UCLA receives nearly $14 million from NIH to investigate gene therapy to combat HIV
Scientists at the UCLA Eli and Edythe Broad Center of Regenerative Medicine and Stem Cell Research and colleagues have received a $13.65 million grant from the National Institutes of Health to investigate and further develop an immunotherapy known as CAR T, which uses genetically modified stem cells to target and destroy HIV.
The five-year grant, part of an NIH effort to develop gene-engineering technologies to cure HIV/AIDS, will fund a collaboration among UCLA; CSL-Behring, a biotechnology company in the United States and Australia; and the University of Washington–Fred Hutchinson Cancer Research Center.
Scott Kitchen, an associate professor of medicine in the division of hematology and oncology, and Irvin Chen, director of the UCLA AIDS Institute at the David Geffen School of Medicine at UCLA, are leading the effort. The project will build on their previous research using CAR T therapy to combat the virus, which is constantly mutating and difficult to beat.
“The overarching goal of our proposed studies is to identify a new gene therapy strategy to safely and effectively modify a patient’s own stem cells to resist HIV infection and simultaneously enhance their ability to recognize and destroy infected cells in the body in hopes of curing HIV infection,” said Kitchen, who also directs the humanized mouse core laboratory for UCLA’s Center for AIDS Research and Jonsson Comprehensive Cancer Center. “It is a huge boost to our efforts at UCLA and elsewhere to find a creative strategy to defeat HIV.”
The only known cure of an HIV-infected person was announced in 2008. The famous “Berlin patient” received a stem cell transplant from a donor whose cells naturally lacked a crucial receptor that HIV binds to in order to kill cells and destroy the immune system. The main problems with this approach, the researchers say, are that the donor and recipient have to be highly matched — often a rare event — and that it often fails to produce a sufficient amount of HIV-protected cells that can clear the virus from the body.
“Transplantation of blood-forming stem cells has been the only treatment strategy that has resulted in a functional cure for HIV infection,” Kitchen said. “Over 13 years after the first successfully cured HIV-infected patient, there is a substantial need to develop strategies that are capable of being used on everyone with HIV infection.”
One of those strategies, CAR T, has been the subject of ongoing research at UCLA by Chen, Kitchen and others. This approach involves genetically engineering a patient’s own blood-forming stem cells to carry genes for chimeric antigen receptors, or CARs. Once these stem cells are modified and transplanted back into the patient, they form specialized infection-fighting white blood cells known as T cells — in this case, CAR T cells — that specifically seek out and kill HIV-infected cells. In a recent study, the UCLA scientists found that engineered CAR T cells not only destroyed infected cells but also lived for more than two years — the length of the study.

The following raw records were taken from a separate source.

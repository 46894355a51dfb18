//! Per-variant undo/redo history.
//!
//! Each (garment, side) scene has its own bucket of serialized documents.
//! The `present` entry always equals the last committed serialization for
//! that scene; undo and redo move documents between the two stacks around it.

use crate::serialization::SceneDocument;
use garmentkit_core::VariantKey;
use std::collections::{HashMap, VecDeque};

/// Default cap on each of the undo and redo stacks.
pub const DEFAULT_HISTORY_LIMIT: usize = 50;

/// Undo/redo state for one scene.
#[derive(Debug, Clone, Default)]
pub struct HistoryBucket {
    undo: VecDeque<SceneDocument>,
    redo: VecDeque<SceneDocument>,
    present: Option<SceneDocument>,
}

impl HistoryBucket {
    /// Scene the variant currently shows. `None` until the bucket is seeded.
    pub fn present(&self) -> Option<&SceneDocument> {
        self.present.as_ref()
    }

    /// Number of snapshots [`HistoryManager::undo`] can step back through.
    pub fn undo_len(&self) -> usize {
        self.undo.len()
    }

    /// Number of undone snapshots that can be redone.
    pub fn redo_len(&self) -> usize {
        self.redo.len()
    }

    /// Undo entries, oldest first.
    pub fn undo_entries(&self) -> impl Iterator<Item = &SceneDocument> {
        self.undo.iter()
    }
}

/// Result of a commit.
#[derive(Debug, Clone, Copy, PartialEq, Eq)]
pub enum CommitOutcome {
    /// The bucket had no present entry; nothing was pushed.
    Seeded,
    /// The previous present entry moved onto the undo stack.
    Recorded,
    /// Identical to the present entry.
    Unchanged,
}

fn push_capped(stack: &mut VecDeque<SceneDocument>, doc: SceneDocument, limit: usize) {
    stack.push_back(doc);
    while stack.len() > limit {
        stack.pop_front();
    }
}

/// History buckets keyed by variant.
#[derive(Debug, Clone)]
pub struct HistoryManager {
    buckets: HashMap<VariantKey, HistoryBucket>,
    limit: usize,
}

impl Default for HistoryManager {
    fn default() -> Self {
        Self::new(DEFAULT_HISTORY_LIMIT)
    }
}

impl HistoryManager {
    pub fn new(limit: usize) -> Self {
        Self {
            buckets: HashMap::new(),
            limit: limit.max(1),
        }
    }

    /// Maximum undo depth per variant.
    pub fn limit(&self) -> usize {
        self.limit
    }

    /// History of one variant, if it has any.
    pub fn bucket(&self, key: &VariantKey) -> Option<&HistoryBucket> {
        self.buckets.get(key)
    }

    /// Record a new serialization of `key`'s scene and clear its redo stack.
    pub fn commit(&mut self, key: &VariantKey, doc: SceneDocument) -> CommitOutcome {
        let limit = self.limit;
        let bucket = self.buckets.entry(key.clone()).or_default();

        let Some(present) = bucket.present.take() else {
            bucket.present = Some(doc);
            return CommitOutcome::Seeded;
        };

        if present.fingerprint() == doc.fingerprint() {
            bucket.present = Some(present);
            return CommitOutcome::Unchanged;
        }

        push_capped(&mut bucket.undo, present, limit);
        bucket.redo.clear();
        bucket.present = Some(doc);
        CommitOutcome::Recorded
    }

    /// Set `present` if the bucket has none. Returns whether it was seeded.
    pub fn seed(&mut self, key: &VariantKey, doc: SceneDocument) -> bool {
        let bucket = self.buckets.entry(key.clone()).or_default();
        if bucket.present.is_some() {
            return false;
        }
        bucket.present = Some(doc);
        true
    }

    /// The document [`HistoryManager::undo`] would make present.
    pub fn peek_undo(&self, key: &VariantKey) -> Option<&SceneDocument> {
        self.buckets.get(key)?.undo.back()
    }

    /// The document [`HistoryManager::redo`] would make present.
    pub fn peek_redo(&self, key: &VariantKey) -> Option<&SceneDocument> {
        self.buckets.get(key)?.redo.back()
    }

    /// Step back one commit, returning the document that is now present.
    pub fn undo(&mut self, key: &VariantKey) -> Option<SceneDocument> {
        let limit = self.limit;
        let bucket = self.buckets.get_mut(key)?;
        let previous = bucket.undo.pop_back()?;
        if let Some(current) = bucket.present.replace(previous.clone()) {
            push_capped(&mut bucket.redo, current, limit);
        }
        Some(previous)
    }

    /// Re-apply one undone commit, returning the document that is now present.
    pub fn redo(&mut self, key: &VariantKey) -> Option<SceneDocument> {
        let limit = self.limit;
        let bucket = self.buckets.get_mut(key)?;
        let next = bucket.redo.pop_back()?;
        if let Some(current) = bucket.present.replace(next.clone()) {
            push_capped(&mut bucket.undo, current, limit);
        }
        Some(next)
    }

    /// Whether `key` has an older snapshot to return to.
    pub fn can_undo(&self, key: &VariantKey) -> bool {
        self.buckets.get(key).is_some_and(|b| !b.undo.is_empty())
    }

    /// Whether `key` has an undone snapshot to replay.
    pub fn can_redo(&self, key: &VariantKey) -> bool {
        self.buckets.get(key).is_some_and(|b| !b.redo.is_empty())
    }

    /// Drop the history of one variant.
    pub fn clear(&mut self, key: &VariantKey) {
        self.buckets.remove(key);
    }

    /// Drop the buckets of both sides of a garment type.
    pub fn clear_garment(&mut self, garment: &str) {
        self.buckets.retain(|key, _| key.garment != garment);
    }
}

The thinking behind the NIH-funded project, the researchers say, is that a combination of CARs and broadly neutralizing antibodies may be a long-lasting, perhaps permanent, cure for HIV.
“Our work under the NIH grant will provide a great deal of insight into ways the immune response can be modified to better fight HIV infection,” said Chen, who is a professor of medicine and of microbiology, immunology and molecular genetics at the Geffen School of Medicine. “The development of this unique strategy that allows the body to develop multiple ways to attack HIV could have an impact on other diseases as well, including the development of similar approaches targeting other types of chronic viral infections and cancers.”